In South Africa, in 2009, 1024 women were killed through intimate partner violence, that’s one woman dead at the hands of her partner or former partner every 8 hours. You won’t hear about most of them. Yet last year Reeva Steenkamp’s death was news across the world within hours, because the man who killed her was an internationally famous athlete.

In 1997, a civil jury found OJ Simpson liable for the deaths of Nicola Brown Simpson and Ron Goldman, despite his acquittal in a criminal case two years earlier. Another case where it was only the killer’s fame which meant that this particular case of male violence against women was not ignored, in a country where in one year 1,818 women were killed by men, around two thirds of them killed by a partner or ex-partner.

The statistic that two women a week are killed by a partner or former partner in England and Wales is so well known that it rarely shocks. It should. Since January 2012, when eight women were killed through male violence in the first three days of the year alone - three shot, two stabbed, one strangled, one smothered and one beaten to death through 15 blunt force trauma injuries - I’ve been counting and naming the women in the UK killed through suspected male violence. This year, by September 4, at least 100 women had been killed. That’s one woman dead every 2.36 days. Few of their names are known outside their immediate circles.

There should not be a hierarchy of dead women. Male violence against women is an issue that should concern us all, and we must be more vocal in talking about it. Most women who are killed are killed by men. Most men who are killed are killed by men. Women make up around 32 per cent of murder victims in the UK but only six per cent of killers. Almost 94 per cent of murderers in the UK are men. We will never end male violence if we cannot name it.

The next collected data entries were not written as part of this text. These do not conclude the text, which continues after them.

//! Key and mouse button identifiers understood by the GUI library.

use serde::{Deserialize, Serialize};

/// Keys in the GUI library's key space.
///
/// `None` is the sentinel for host keys without a GUI counterpart; such keys
/// are still forwarded together with their native codes.
#[derive(Debug, Clone, Copy, PartialEq, Eq, Hash, Serialize, Deserialize, Default)]
pub enum GuiKey {
    #[default]
    None,
    Tab,
    LeftArrow,
    RightArrow,
    UpArrow,
    DownArrow,
    PageUp,
    PageDown,
    Home,
    End,
    Insert,
    Delete,
    Backspace,
    Space,
    Enter,
    Escape,
    LeftCtrl,
    LeftShift,
    LeftAlt,
    LeftSuper,
    RightCtrl,
    RightShift,
    RightAlt,
    RightSuper,
    Key0,
    Key1,
    Key2,
    Key3,
    Key4,
    Key5,
    Key6,
    Key7,
    Key8,
    Key9,
    A,
    B,
    C,
    D,
    E,
    F,
    G,
    H,
    I,
    J,
    K,
    L,
    M,
    N,
    O,
    P,
    Q,
    R,
    S,
    T,
    U,
    V,
    W,
    X,
    Y,
    Z,
    F1,
    F2,
    F3,
    F4,
    F5,
    F6,
    F7,
    F8,
    F9,
    F10,
    F11,
    F12,
    Apostrophe,
    Comma,
    Minus,
    Period,
    Slash,
    Semicolon,
    Equal,
    LeftBracket,
    Backslash,
    RightBracket,
    GraveAccent,
    CapsLock,
    ScrollLock,
    NumLock,
    PrintScreen,
    Pause,
    Keypad0,
    Keypad1,
    Keypad2,
    Keypad3,
    Keypad4,
    Keypad5,
    Keypad6,
    Keypad7,
    Keypad8,
    Keypad9,
    KeypadDecimal,
    KeypadDivide,
    KeypadMultiply,
    KeypadSubtract,
    KeypadAdd,
    /// Aggregate ctrl state (either side).
    ModCtrl,
    /// Aggregate shift state (either side).
    ModShift,
    /// Aggregate alt state (either side).
    ModAlt,
    /// Aggregate super/meta state (either side).
    ModSuper,
}

impl GuiKey {
    /// The four aggregate modifier keys, in emission order.
    pub const MODIFIERS: [GuiKey; 4] = [
        GuiKey::ModCtrl,
        GuiKey::ModShift,
        GuiKey::ModAlt,
        GuiKey::ModSuper,
    ];

    /// Returns true for the aggregate modifier keys.
    pub fn is_modifier(self) -> bool {
        Self::MODIFIERS.contains(&self)
    }
}

/// Mouse buttons in the GUI library's numbering.
#[derive(Debug, Clone, Copy, PartialEq, Eq, Hash, Serialize, Deserialize)]
pub enum MouseButton {
    Left = 0,
    Right = 1,
    Middle = 2,
}

impl MouseButton {
    /// All buttons, in emission order.
    pub const ALL: [MouseButton; 3] = [MouseButton::Left, MouseButton::Right, MouseButton::Middle];

    /// Button index as the GUI library numbers it.
    pub fn index(self) -> usize {
        self as usize
    }
}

Three days before Reeva Steenkamp was killed, Ganimete Hoti, 42, was stabbed to death in London by her husband. Three days after the death of Reeva Steenkamp, Samantha Medland, 24, was murdered by her husband in Brighton, stabbed on her face, head, neck and torso. We need to remember Reeva Steenkamp in the circus that is the trial of Oscar Pistorius. We need to remember that a woman is dead.

While Reeva Steenkamp is lost in the attention paid to Oscar Pistorius, her name simultaneously overshadows the thousands of other women who are killed by men every year. We should be horrified by all the deaths of all women killed through male violence, regardless of who killed them. We must ensure that the story focuses on the women who are dead, not their killers.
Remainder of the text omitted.